「入居者さんのため」と言って”虐待”を続ける職員…「思いやり」が「憎悪」に変わる、恐ろしき『介護ストレス』とは
2015年に厚生労働省が出した統計によれば、日本人が亡くなった場所は病院、自宅の次に、「介護施設」が多くなっている。治療に特化した病院でもなく、住み慣れた自宅でもない「介護施設」で亡くなるとはどういうことなのか。
介護アドバイザーとして活躍し、介護施設で看・介護部長も務める筆者が、終末期の入居者や家族の実例を交えながら介護施設の舞台裏を語る『生活支援の場のターミナルケア 介護施設で死ぬということ』(郄口光子著)より、介護施設の実態に迫っていこう。

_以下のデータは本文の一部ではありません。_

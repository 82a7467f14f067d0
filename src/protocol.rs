//! Marker-framed byte protocol.
//!
//! Bytes outside a `^` ... `$` frame are ignored. Bytes inside a frame are
//! incremented by one (wrapping at 0xFF) and echoed. The markers themselves
//! are never echoed.
//!
//! ```text
//! Input:  hello^world$bye
//! Output: xpsme
//! ```
//!
//! The parser only remembers which side of a marker it is on, so the output
//! does not depend on how the transport splits the stream into reads.

use bytes::{BufMut, BytesMut};

/// Byte that opens a message frame.
pub const OPEN_MARKER: u8 = b'^';

/// Byte that closes a message frame.
pub const CLOSE_MARKER: u8 = b'$';

/// Byte sent to every client right after accept.
pub const HANDSHAKE: u8 = b'*';

/// Current framing state of one connection.
#[derive(Debug, Clone, Copy, PartialEq, Eq, Default)]
pub enum ParserState {
    /// Outside a frame; only `^` is significant.
    #[default]
    AwaitingMarker,
    /// Inside a frame; everything except `$` is transformed and echoed.
    InMessage,
}

/// Outcome of feeding one byte.
#[derive(Debug, Clone, Copy, PartialEq, Eq)]
pub struct Step {
    pub state: ParserState,
    pub output: Option<u8>,
}

/// Pure transition function.
pub fn step(state: ParserState, byte: u8) -> Step {
    match (state, byte) {
        (ParserState::AwaitingMarker, OPEN_MARKER) => Step {
            state: ParserState::InMessage,
            output: None,
        },
        (ParserState::AwaitingMarker, _) => Step {
            state: ParserState::AwaitingMarker,
            output: None,
        },
        (ParserState::InMessage, CLOSE_MARKER) => Step {
            state: ParserState::AwaitingMarker,
            output: None,
        },
        (ParserState::InMessage, b) => Step {
            state: ParserState::InMessage,
            output: Some(b.wrapping_add(1)),
        },
    }
}

/// Incremental parser holding the state of a single connection.
#[derive(Debug, Default)]
pub struct Parser {
    state: ParserState,
}

impl Parser {
    pub fn new() -> Self {
        Self::default()
    }

    pub fn state(&self) -> ParserState {
        self.state
    }

    /// Feed one byte. Returns the byte to echo, if any.
    ///
    /// State transitions are logged at debug level.
    pub fn feed_byte(&mut self, byte: u8) -> Option<u8> {
        let next = step(self.state, byte);
        if next.state != self.state {
            match next.state {
                ParserState::InMessage => tracing::debug!("In-Message State"),
                ParserState::AwaitingMarker => tracing::debug!("Wait-For-Message State"),
            }
            self.state = next.state;
        }
        next.output
    }

    /// Feed a whole chunk, appending every echoed byte to `out`.
    pub fn feed(&mut self, chunk: &[u8], out: &mut BytesMut) {
        for &byte in chunk {
            if let Some(b) = self.feed_byte(byte) {
                out.put_u8(b);
            }
        }
    }
}

#[cfg(test)]
mod tests {
    use super::*;

    fn run(input: &[u8]) -> Vec<u8> {
        let mut parser = Parser::new();
        let mut out = BytesMut::new();
        parser.feed(input, &mut out);
        out.to_vec()
    }

    #[test]
    fn test_awaiting_drops_bytes() {
        for b in 0..=u8::MAX {
            let next = step(ParserState::AwaitingMarker, b);
            assert_eq!(next.output, None);
            if b == OPEN_MARKER {
                assert_eq!(next.state, ParserState::InMessage);
            } else {
                assert_eq!(next.state, ParserState::AwaitingMarker);
            }
        }
    }

    #[test]
    fn test_in_message_increments() {
        for b in 0..=u8::MAX {
            let next = step(ParserState::InMessage, b);
            if b == CLOSE_MARKER {
                assert_eq!(next.state, ParserState::AwaitingMarker);
                assert_eq!(next.output, None);
            } else {
                assert_eq!(next.state, ParserState::InMessage);
                assert_eq!(next.output, Some(b.wrapping_add(1)));
            }
        }
    }

    #[test]
    fn test_wraparound() {
        assert_eq!(run(&[b'^', 0xFF, b'$']), vec![0x00]);
    }

    #[test]
    fn test_nested_open_marker_is_data() {
        // 0x5E inside a frame is an ordinary byte.
        assert_eq!(run(b"^a^b$"), b"b_c".to_vec());
    }

    #[test]
    fn test_close_marker_outside_frame_is_ignored() {
        let mut parser = Parser::new();
        assert_eq!(parser.feed_byte(CLOSE_MARKER), None);
        assert_eq!(parser.state(), ParserState::AwaitingMarker);
    }

    #[test]
    fn test_scenarios() {
        assert_eq!(run(b"^Ab$"), b"Bc".to_vec());
        assert_eq!(run(b"hello^world$bye"), b"xpsme".to_vec());
        assert_eq!(run(b"^ab$cd^ef$"), b"bcfg".to_vec());
    }

    #[test]
    fn test_chunking_invariance() {
        let input = b"xx^Hello$ zz ^$^\xFFworld$ tail ^open";
        let whole = run(input);

        for size in 1..input.len() {
            let mut parser = Parser::new();
            let mut out = BytesMut::new();
            for chunk in input.chunks(size) {
                parser.feed(chunk, &mut out);
            }
            assert_eq!(out.to_vec(), whole, "chunk size {size}");
        }
        assert_eq!(whole, b"Ifmmp\x00xpsmepqfo".to_vec());
    }

    #[test]
    fn test_unterminated_frame_leaves_in_message() {
        let mut parser = Parser::new();
        let mut out = BytesMut::new();
        parser.feed(b"^ab", &mut out);
        assert_eq!(parser.state(), ParserState::InMessage);
        assert_eq!(&out[..], b"bc");
    }
}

『生活支援の場のターミナルケア 介護施設で死ぬということ』連載第17回
『身体拘束が入居者の“生命力”を奪っている!なぜ介護施設で“身体拘束”はなくならないのか…背後にあった介護施設の『傲慢な思想』』より続く
介護ストレスは大義名分となって虐待へ
認知症の人をはじめ年をとって理解力が衰えたお年寄りに対して、「(汚いことや危ないことを)いくら説明したってわかりゃしない。だからわからせなければいけない」と考える人がいます。
あるいは、お年寄りに「お風呂に入って気持ちよくなってほしい」「ごはんをおいしく食べてほしい」と思って言葉かけや介護方法を工夫しても、なかなかお風呂に入ってくれない、食べてくれない、ということはよくあります。
それがたび重なれば、「どうして私の気持ちをわかってくれないの」と、介護ストレスが生まれます。
そのことを他人にグチって、「みんなそうなんだから様子を見ようよ」「一緒にもう少し頑張ってみようよ」と共感してくれる人がいれば、再び介護に向き合えます。ところが共感どころか、「あなたのやり方が悪いんじゃないの」「ちゃんと介護しているの」などと言われると、「誰にもわかってもらえない」という絶望的な気持ちになり、ならば「わからせてやろう」と、「より強い言葉でなじる」「たたく、つねる、無理やりさせる」「縛る、閉じ込める、黙らせる」といった虐待行為に転換することがあります。
その最初のきっかけが身体拘束なのです。
「お年寄りのため」という大義名分の下に身体拘束を続けていると、「言うことをきかせる」→「自分の所有物のように扱う」と意識が変わっていき、さらには、「この人さえいなければ」という怒りやストレスなど、自分が抱える負の感情を、お年寄りにぶつけることで発散させることにもつながります。こうなると虐待行為はエスカレートしていきます。
これを施設介護の現場にあてはめると、職員とお年寄りが長い時間をかけて積み上げてきた人間関係を、職員自身の手で壊してしまうことになりかねません。だから、身体拘束はしてはならないのです。
カギは「目的」と「目標」を取り違えないこと
「お年寄りを転ばせない」はひとつの目標であって、目的ではありません。施設介護の本来の目的は、「その人らしい生活を最後まで守り抜く」ということです。その目的の下に、「身体拘束をしない」という目標をもち、その上で「歩き回ることが好きなおばあさんを、転んで痛い目にあわせないためにはどうするか」を話し合うのが本来のあり方です。
「なんで歩きたいんだろう?」「いつ頃の時間帯に歩いているんだろう?」
「どんな言葉かけなら、戻ってくれるかなあ?」「それは無理やり引き戻すことにはならないかなあ?」……。
職員は「お年寄りを縛らない」という具体的な目標を共有することで、前向きに話し合うことができ、そこに工夫や創造が生まれる余地があります。
介護の現場に「絶対」ということはあり得ません。
「どんなに気をつけても、人は転ぶときは転ぶ。死ぬときは死ぬ。それが生きていくことだから。そうであっても、私たちは大切な人を見守り支え合う」
この視点や考え方を、信頼関係の下に家族と共有することができる職員は、生き生きと仕事をすることができます。